## ACTION ITEM
The answer must consist of the records, repeated exactly.

## SOURCE DATA
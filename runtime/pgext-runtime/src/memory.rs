///
/// Memory context for by-reference datums.
///
/// Every varlena and `internal` value handed out by the host lives in one
/// slab owned by the backend. Its datum is a handle: the context's
/// generation in the high 32 bits and the 1-based slot in the low 32 bits.
/// `reset` frees every slot and bumps the generation, so handles from
/// before the reset (and plain scalars misused as references) miss instead
/// of aliasing new allocations.
///

use std::any::Any;
use std::cell::{Cell, RefCell};
use std::rc::Rc;

use pgext_core::{Datum, InternalState, Varlena};

use crate::Backend;

enum Chunk {
    Varlena(Varlena),
    Internal(Rc<dyn Any>),
}

pub(crate) struct MemoryContext {
    generation: Cell<u32>,
    chunks: RefCell<Vec<Chunk>>,
    allocated_bytes: Cell<usize>,
    allocations: Cell<u64>,
}

impl MemoryContext {
    pub fn new() -> Self {
        Self {
            generation: Cell::new(1),
            chunks: RefCell::new(Vec::new()),
            allocated_bytes: Cell::new(0),
            allocations: Cell::new(0),
        }
    }

    fn push(&self, chunk: Chunk, size: usize) -> Datum {
        let mut chunks = self.chunks.borrow_mut();
        chunks.push(chunk);
        self.allocated_bytes.set(self.allocated_bytes.get() + size);
        self.allocations.set(self.allocations.get() + 1);
        let slot = chunks.len() as u64;
        Datum::from_u64(((self.generation.get() as u64) << 32) | slot)
    }

    fn slot(&self, datum: Datum) -> Option<usize> {
        let raw = datum.raw();
        if (raw >> 32) as u32 != self.generation.get() {
            return None;
        }
        ((raw & 0xFFFF_FFFF) as usize).checked_sub(1)
    }

    pub fn alloc_varlena(&self, blob: Varlena) -> Datum {
        let size = blob.varsize_any();
        self.push(Chunk::Varlena(blob), size)
    }

    pub fn alloc_internal(&self, value: Rc<dyn Any>) -> Datum {
        self.push(Chunk::Internal(value), std::mem::size_of::<usize>())
    }

    pub fn varlena(&self, datum: Datum) -> Option<Varlena> {
        let slot = self.slot(datum)?;
        match self.chunks.borrow().get(slot)? {
            Chunk::Varlena(blob) => Some(blob.clone()),
            Chunk::Internal(_) => None,
        }
    }

    pub fn internal(&self, datum: Datum) -> Option<Rc<dyn Any>> {
        let slot = self.slot(datum)?;
        match self.chunks.borrow().get(slot)? {
            Chunk::Internal(value) => Some(value.clone()),
            Chunk::Varlena(_) => None,
        }
    }

    pub fn reset(&self) {
        let freed = self.chunks.borrow().len();
        self.chunks.borrow_mut().clear();
        self.allocated_bytes.set(0);
        self.generation.set(self.generation.get().wrapping_add(1).max(1));
        tracing::debug!(freed, generation = self.generation.get(), "memory context reset");
    }

    pub fn live_chunks(&self) -> usize {
        self.chunks.borrow().len()
    }

    pub fn allocated_bytes(&self) -> usize {
        self.allocated_bytes.get()
    }

    pub fn allocations(&self) -> u64 {
        self.allocations.get()
    }
}

impl InternalState for Backend {
    fn internal_state(&self, datum: Datum) -> Option<Rc<dyn Any>> {
        self.memory.internal(datum)
    }
}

## TASK SOLUTION
filename runtime/pgext-runtime/src/memory.rs
///
/// Memory context for by-reference datums.
///
/// Every varlena and `internal` value handed out by the host lives in one
/// slab owned by the backend. Its datum is a handle: the context's
/// generation in the high 32 bits and the 1-based slot in the low 32 bits.
/// `reset` frees every slot and bumps the generation, so handles from
/// before the reset (and plain scalars misused as references) miss instead
/// of aliasing new allocations.
///

use std::any::Any;
use std::cell::{Cell, RefCell};
use std::rc::Rc;

use pgext_core::{Datum, InternalState, Varlena};

use crate::Backend;

enum Chunk {
    Varlena(Varlena),
    Internal(Rc<dyn Any>),
}

pub(crate) struct MemoryContext {
    generation: Cell<u32>,
    chunks: RefCell<Vec<Chunk>>,
    allocated_bytes: Cell<usize>,
    allocations: Cell<u64>,
}

impl MemoryContext {
    pub fn new() -> Self {
        Self {
            generation: Cell::new(1),
            chunks: RefCell::new(Vec::new()),
            allocated_bytes: Cell::new(0),
            allocations: Cell::new(0),
        }
    }

    fn push(&self, chunk: Chunk, size: usize) -> Datum {
        let mut chunks = self.chunks.borrow_mut();
        chunks.push(chunk);
        self.allocated_bytes.set(self.allocated_bytes.get() + size);
        self.allocations.set(self.allocations.get() + 1);
        let slot = chunks.len() as u64;
        Datum::from_u64(((self.generation.get() as u64) << 32) | slot)
    }

    fn slot(&self, datum: Datum) -> Option<usize> {
        let raw = datum.raw();
        if (raw >> 32) as u32 != self.generation.get() {
            return None;
        }
        ((raw & 0xFFFF_FFFF) as usize).checked_sub(1)
    }

    pub fn alloc_varlena(&self, blob: Varlena) -> Datum {
        let size = blob.varsize_any();
        self.push(Chunk::Varlena(blob), size)
    }

    pub fn alloc_internal(&self, value: Rc<dyn Any>) -> Datum {
        self.push(Chunk::Internal(value), std::mem::size_of::<usize>())
    }

    pub fn varlena(&self, datum: Datum) -> Option<Varlena> {
        let slot = self.slot(datum)?;
        match self.chunks.borrow().get(slot)? {
            Chunk::Varlena(blob) => Some(blob.clone()),
            Chunk::Internal(_) => None,
        }
    }

    pub fn internal(&self, datum: Datum) -> Option<Rc<dyn Any>> {
        let slot = self.slot(datum)?;
        match self.chunks.borrow().get(slot)? {
            Chunk::Internal(value) => Some(value.clone()),
            Chunk::Varlena(_) => None,
        }
    }

    pub fn reset(&self) {
        let freed = self.chunks.borrow().len();
        self.chunks.borrow_mut().clear();
        self.allocated_bytes.set(0);
        self.generation.set(self.generation.get().wrapping_add(1).max(1));
        tracing::debug!(freed, generation = self.generation.get(), "memory context reset");
    }

    pub fn live_chunks(&self) -> usize {
        self.chunks.borrow().len()
    }

    pub fn allocated_bytes(&self) -> usize {
        self.allocated_bytes.get()
    }

    pub fn allocations(&self) -> u64 {
        self.allocations.get()
    }
}

impl InternalState for Backend {
    fn internal_state(&self, datum: Datum) -> Option<Rc<dyn Any>> {
        self.memory.internal(datum)
    }
}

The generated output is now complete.